Exercise: Beginning with the first line, transcribe the entries below exactly through the line containing "if options.explain == Some(true)", inclusive.

Collected data entries

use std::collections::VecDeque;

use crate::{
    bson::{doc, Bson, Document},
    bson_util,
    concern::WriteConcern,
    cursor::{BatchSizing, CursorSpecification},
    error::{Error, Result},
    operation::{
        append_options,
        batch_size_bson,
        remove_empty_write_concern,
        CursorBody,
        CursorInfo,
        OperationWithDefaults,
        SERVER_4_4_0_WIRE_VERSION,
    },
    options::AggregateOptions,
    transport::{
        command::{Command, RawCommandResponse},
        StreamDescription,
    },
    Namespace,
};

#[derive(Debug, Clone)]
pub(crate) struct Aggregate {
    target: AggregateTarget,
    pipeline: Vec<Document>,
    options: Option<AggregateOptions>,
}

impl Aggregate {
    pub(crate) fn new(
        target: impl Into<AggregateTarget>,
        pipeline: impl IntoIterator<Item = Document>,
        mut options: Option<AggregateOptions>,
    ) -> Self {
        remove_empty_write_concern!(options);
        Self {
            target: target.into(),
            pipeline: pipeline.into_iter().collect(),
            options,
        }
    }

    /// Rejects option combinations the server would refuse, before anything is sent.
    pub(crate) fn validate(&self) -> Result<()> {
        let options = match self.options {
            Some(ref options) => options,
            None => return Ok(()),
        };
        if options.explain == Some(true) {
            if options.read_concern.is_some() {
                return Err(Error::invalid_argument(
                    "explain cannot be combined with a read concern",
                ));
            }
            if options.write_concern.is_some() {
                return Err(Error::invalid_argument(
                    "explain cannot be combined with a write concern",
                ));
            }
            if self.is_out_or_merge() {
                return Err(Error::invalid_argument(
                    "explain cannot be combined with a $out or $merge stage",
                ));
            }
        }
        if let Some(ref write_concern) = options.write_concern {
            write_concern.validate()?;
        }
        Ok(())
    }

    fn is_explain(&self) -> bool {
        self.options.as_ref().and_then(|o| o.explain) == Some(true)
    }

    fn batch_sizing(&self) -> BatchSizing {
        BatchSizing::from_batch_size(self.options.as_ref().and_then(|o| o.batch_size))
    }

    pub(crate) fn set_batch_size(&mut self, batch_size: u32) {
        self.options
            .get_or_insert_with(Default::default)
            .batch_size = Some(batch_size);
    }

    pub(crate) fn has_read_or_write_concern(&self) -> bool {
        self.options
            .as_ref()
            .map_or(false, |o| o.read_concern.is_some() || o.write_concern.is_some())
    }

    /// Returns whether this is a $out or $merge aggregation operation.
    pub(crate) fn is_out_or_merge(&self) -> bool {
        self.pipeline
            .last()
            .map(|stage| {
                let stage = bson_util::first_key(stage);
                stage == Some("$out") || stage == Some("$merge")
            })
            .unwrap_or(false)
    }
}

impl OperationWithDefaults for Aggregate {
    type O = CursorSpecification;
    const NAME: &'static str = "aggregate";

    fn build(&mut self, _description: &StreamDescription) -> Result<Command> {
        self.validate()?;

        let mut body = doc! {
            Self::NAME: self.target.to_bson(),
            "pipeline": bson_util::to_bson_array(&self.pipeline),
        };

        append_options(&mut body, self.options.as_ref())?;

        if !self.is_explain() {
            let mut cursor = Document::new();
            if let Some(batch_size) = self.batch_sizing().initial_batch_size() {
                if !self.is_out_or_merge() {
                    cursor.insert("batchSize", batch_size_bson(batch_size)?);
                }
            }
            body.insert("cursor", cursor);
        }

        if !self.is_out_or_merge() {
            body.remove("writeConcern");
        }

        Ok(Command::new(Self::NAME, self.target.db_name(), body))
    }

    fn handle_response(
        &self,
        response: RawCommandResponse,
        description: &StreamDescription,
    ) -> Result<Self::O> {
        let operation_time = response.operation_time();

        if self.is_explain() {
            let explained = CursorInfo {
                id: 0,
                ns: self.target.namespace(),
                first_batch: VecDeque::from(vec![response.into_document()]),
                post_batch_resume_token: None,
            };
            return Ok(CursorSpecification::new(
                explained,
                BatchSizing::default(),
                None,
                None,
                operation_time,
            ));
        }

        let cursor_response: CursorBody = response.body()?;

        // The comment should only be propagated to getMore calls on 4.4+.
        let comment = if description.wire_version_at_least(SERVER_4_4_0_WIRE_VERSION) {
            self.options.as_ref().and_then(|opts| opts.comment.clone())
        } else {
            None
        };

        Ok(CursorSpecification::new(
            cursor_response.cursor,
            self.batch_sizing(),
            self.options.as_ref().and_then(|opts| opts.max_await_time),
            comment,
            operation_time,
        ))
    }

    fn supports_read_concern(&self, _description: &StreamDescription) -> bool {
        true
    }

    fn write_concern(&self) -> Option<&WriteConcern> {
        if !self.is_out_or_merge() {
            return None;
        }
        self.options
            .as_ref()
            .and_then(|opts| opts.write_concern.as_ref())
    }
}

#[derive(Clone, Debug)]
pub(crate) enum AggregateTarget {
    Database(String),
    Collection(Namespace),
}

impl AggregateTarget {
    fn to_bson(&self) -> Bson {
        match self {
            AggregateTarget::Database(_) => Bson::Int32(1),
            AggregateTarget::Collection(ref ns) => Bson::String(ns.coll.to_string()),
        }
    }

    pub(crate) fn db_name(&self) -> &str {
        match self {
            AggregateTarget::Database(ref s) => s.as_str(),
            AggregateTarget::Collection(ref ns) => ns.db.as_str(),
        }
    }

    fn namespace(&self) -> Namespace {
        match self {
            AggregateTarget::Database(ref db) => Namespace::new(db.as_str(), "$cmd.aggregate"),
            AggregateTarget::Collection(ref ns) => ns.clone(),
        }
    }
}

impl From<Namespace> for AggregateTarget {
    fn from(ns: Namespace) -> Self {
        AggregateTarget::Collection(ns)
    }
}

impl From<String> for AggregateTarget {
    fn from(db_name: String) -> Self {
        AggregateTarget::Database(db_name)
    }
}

Answer:
use std::collections::VecDeque;

use crate::{
    bson::{doc, Bson, Document},
    bson_util,
    concern::WriteConcern,
    cursor::{BatchSizing, CursorSpecification},
    error::{Error, Result},
    operation::{
        append_options,
        batch_size_bson,
        remove_empty_write_concern,
        CursorBody,
        CursorInfo,
        OperationWithDefaults,
        SERVER_4_4_0_WIRE_VERSION,
    },
    options::AggregateOptions,
    transport::{
        command::{Command, RawCommandResponse},
        StreamDescription,
    },
    Namespace,
};

#[derive(Debug, Clone)]
pub(crate) struct Aggregate {
    target: AggregateTarget,
    pipeline: Vec<Document>,
    options: Option<AggregateOptions>,
}

impl Aggregate {
    pub(crate) fn new(
        target: impl Into<AggregateTarget>,
        pipeline: impl IntoIterator<Item = Document>,
        mut options: Option<AggregateOptions>,
    ) -> Self {
        remove_empty_write_concern!(options);
        Self {
            target: target.into(),
            pipeline: pipeline.into_iter().collect(),
            options,
        }
    }

    /// Rejects option combinations the server would refuse, before anything is sent.
    pub(crate) fn validate(&self) -> Result<()> {
        let options = match self.options {
            Some(ref options) => options,
            None => return Ok(()),
        };
        if options.explain == Some(true) {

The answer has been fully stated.